As @Bedbug mentioned, there are several of us going through this at the moment and all trying to support one another. Here is some of the wonderful support and kindness I was offered the other day: https://www.myptsd.com/threads/splitting.40585/
 
I've been experiencing similar kinds of flashbacks that are revealing new memories that help explain current fears, beliefs, and/or behaviors. As painful as they are, my T reminds me that it's good that I can remember what happened, that the outcome of treatment is better if I know what happened and can connect the hard feelings in the present with something specific from the past. He also assures me that we don't remember things until our brain, body, and spirits can handle it.

Sometimes this is all hard to hear in the moment and doesn't make the pain or terror any less, but it does give some meaning and hope to the experience.

Hang in there. You're doing the hard work. It'll pay off in time.
 
Dear @maryel42 I can relate to so much of what you're writing, it brought me to tears. I'm so sorry you have to go through this now. Realizing you ARE that kid, feeling it, being her, in it's brutality- it takes time to comprehend and to integrate it. I have been going through a similar process for a while. Thinking I had realized what had happened to me, that I had dealt with it. Only to end up like that kid again. Being her, feeling all the feelings I never felt back then, because I was too numb, because I wasn't there, I couldn't be.

I see it as a sign that I'm safe enough to deal with it. I believe it comes in grades when I'm ready. And I feel the healing, I feel that when I'm able to give that girl what she needs, when I listen to her, when I talk to her, she calms down.

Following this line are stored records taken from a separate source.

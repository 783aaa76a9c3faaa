//! Configuration management

use serde::{Deserialize, Serialize};
use std::path::PathBuf;
use std::time::Duration;
use crate::domain::entities::CommandDefinition;
use crate::application::errors::ConfigError;
use crate::application::messaging::CommandSettings;

/// Plugin configuration
#[derive(Debug, Clone, Deserialize, Serialize)]
#[serde(rename_all = "kebab-case")]
pub struct Config {
    pub plugin: PluginConfig,
    pub mattermost: MattermostConfig,
    pub console: ConsoleConfig,
}

#[derive(Debug, Clone, Deserialize, Serialize)]
#[serde(rename_all = "kebab-case")]
pub struct PluginConfig {
    pub id: String,
    pub trigger: String,
    pub display_name: String,
    pub description: String,
    pub bot_user_id: String,
    pub provider_name: String,
}

#[derive(Debug, Clone, Deserialize, Serialize)]
#[serde(rename_all = "kebab-case")]
pub struct MattermostConfig {
    pub enabled: bool,
    pub url: Option<String>,
    pub token: Option<String>,
    pub timeout_seconds: u64,
}

#[derive(Debug, Clone, Deserialize, Serialize)]
#[serde(rename_all = "kebab-case")]
pub struct ConsoleConfig {
    pub enabled: bool,
    pub user_id: String,
    pub channel_id: String,
    /// Start with a provider session for the console user
    pub connected: bool,
}

impl Default for Config {
    fn default() -> Self {
        Self {
            plugin: PluginConfig {
                id: "com.mattermost.msteamsmeetings".to_string(),
                trigger: "mstmeetings".to_string(),
                display_name: "MS Teams Meetings".to_string(),
                description: "Integration with MS Teams Meetings.".to_string(),
                bot_user_id: "mstmeetings-bot".to_string(),
                provider_name: "Microsoft Teams Meetings".to_string(),
            },
            mattermost: MattermostConfig {
                enabled: false,
                url: None,
                token: None,
                timeout_seconds: 30,
            },
            console: ConsoleConfig {
                enabled: true,
                user_id: "console-user".to_string(),
                channel_id: "town-square".to_string(),
                connected: true,
            },
        }
    }
}

impl Config {
    pub fn load(path: impl Into<PathBuf>) -> Result<Self, ConfigError> {
        let path = path.into();
        let content = std::fs::read_to_string(&path)
            .map_err(|e| ConfigError::Parse(format!("Failed to read config: {}", e)))?;

        Self::parse(&content)
    }

    pub fn parse(content: &str) -> Result<Self, ConfigError> {
        let config: Config = serde_yaml::from_str(content)
            .map_err(|e| ConfigError::Parse(format!("Failed to parse config: {}", e)))?;
        config.validate()?;
        Ok(config)
    }

    pub fn load_env() -> Self {
        // Load from environment variables
        let mut config = Config::default();
        config.apply_env();
        config
    }

    /// Environment variables override file values
    pub fn apply_env(&mut self) {
        if let Ok(trigger) = std::env::var("MSTMEETINGS_TRIGGER") {
            self.plugin.trigger = trigger;
        }

        if let Ok(bot_user_id) = std::env::var("MSTMEETINGS_BOT_USER_ID") {
            self.plugin.bot_user_id = bot_user_id;
        }

        if let Ok(url) = std::env::var("MM_SITE_URL") {
            self.mattermost.url = Some(url);
        }

        if let Ok(token) = std::env::var("MM_TOKEN") {
            self.mattermost.token = Some(token);
            self.mattermost.enabled = true;
        }
    }

    pub fn validate(&self) -> Result<(), ConfigError> {
        let trigger = &self.plugin.trigger;
        if trigger.is_empty() || trigger.starts_with('/') || trigger.contains(char::is_whitespace) {
            return Err(ConfigError::InvalidValue(format!("trigger '{}'", trigger)));
        }
        if self.plugin.bot_user_id.is_empty() {
            return Err(ConfigError::MissingField("plugin.bot-user-id".to_string()));
        }
        if self.mattermost.enabled {
            if self.mattermost.url.is_none() {
                return Err(ConfigError::MissingField("mattermost.url".to_string()));
            }
            if self.mattermost.token.is_none() {
                return Err(ConfigError::MissingField("mattermost.token".to_string()));
            }
        }
        Ok(())
    }

    /// Registration metadata of the slash command
    pub fn command_definition(&self) -> CommandDefinition {
        CommandDefinition::new(&self.plugin.trigger)
            .with_display_name(&self.plugin.display_name)
            .with_description(&self.plugin.description)
    }

    pub fn command_settings(&self) -> CommandSettings {
        CommandSettings::new(
            self.command_definition(),
            &self.plugin.bot_user_id,
            &self.plugin.provider_name,
        )
    }

    pub fn mattermost_timeout(&self) -> Duration {
        Duration::from_secs(self.mattermost.timeout_seconds)
    }
}

#[cfg(test)]
mod tests {
    use super::*;

    #[test]
    fn test_default_round_trips_through_yaml() {
        let yaml = serde_yaml::to_string(&Config::default()).unwrap();
        assert!(yaml.contains("bot-user-id"));

        let config = Config::parse(&yaml).unwrap();
        assert_eq!(config.plugin.trigger, "mstmeetings");
        assert_eq!(config.mattermost.timeout_seconds, 30);
    }

    #[test]
    fn test_rejects_slash_in_trigger() {
        let mut config = Config::default();
        config.plugin.trigger = "/mstmeetings".to_string();
        assert!(matches!(config.validate(), Err(ConfigError::InvalidValue(_))));
    }

    #[test]
    fn test_mattermost_requires_url_and_token() {
        let mut config = Config::default();
        config.mattermost.enabled = true;
        config.mattermost.token = Some("t".to_string());
        assert!(matches!(config.validate(), Err(ConfigError::MissingField(f)) if f == "mattermost.url"));
    }

    #[test]
    fn test_settings_from_config() {
        let settings = Config::default().command_settings();
        assert_eq!(settings.command.invocation(), "/mstmeetings");
        assert_eq!(settings.post_type(), "custom_mstmeetings");
        assert_eq!(settings.bot_user_id, "mstmeetings-bot");
        assert_eq!(settings.provider_name, "Microsoft Teams Meetings");
    }
}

And the grownup me has more energy to go on. I'm more at peace. I'm able to give her what she needs, the grownup me is able to hold her hand and give her what she should've had back then.

I believe that working on what we need in the here and now, all though we are not able to connect with what the kid needs, we will better be able to give it to her. In my experience, when I learned to reach out a hand here and now, all though I didn't know why I was feeling the way I did, when I learned how to , I was more in contact with what the kid needed. And I was able to give it to her. Because I had learned how to receive comfort and love. And to give it to myself. (It sounds very simple, but it wasn't. This has taken me years to learn. And I'm still learning.)

You are not alone.

A big hug to you if you want one.
 
I suspect that I am on the verge of going into this stage. . .feeling the trauma as the kid rather than processing things as an adult sympathizing with the kid. . .I hope that makes sense. I'm scared as hell about it.

I generally can sense when my brain is ready to process something and I generally have time to go create a safe space (in my bedroom, wife distracting kids so they don't accidentally see/hear anything, blinds down, etc.) and then just kinda give it permission to happen. This time, I have felt it building and building, but I have intentionally avoided doing the safe space thing. I know it will be a positive in the long run, but my brain is doing every trick it can think of to avoid letting the processing happen.

Ugh, pretty sure this is going to suck. I wish you the best, maryel.
 
I'm kinda overwhelmed by the comments here but in a good way.

I think it's harder for me to handle this now I have my own kids. I can't blame myself so much for being helpless back then. It also is giving me more insight on how to reach that kid. My daughter spent most of her life non verbally autistic; communication is still pretty new to her. It's great! ... But for a long time I felt I was constantly patiently reaching across a big divide showing and practicing love and acceptance to her. She's my kid. There wasn't a question in my mind that she deserved less than unquestioning love and acceptance
.

It's creating a massive disconnect inside me.

On the up side, I can sleep again. Last night, this morning. I feel human again.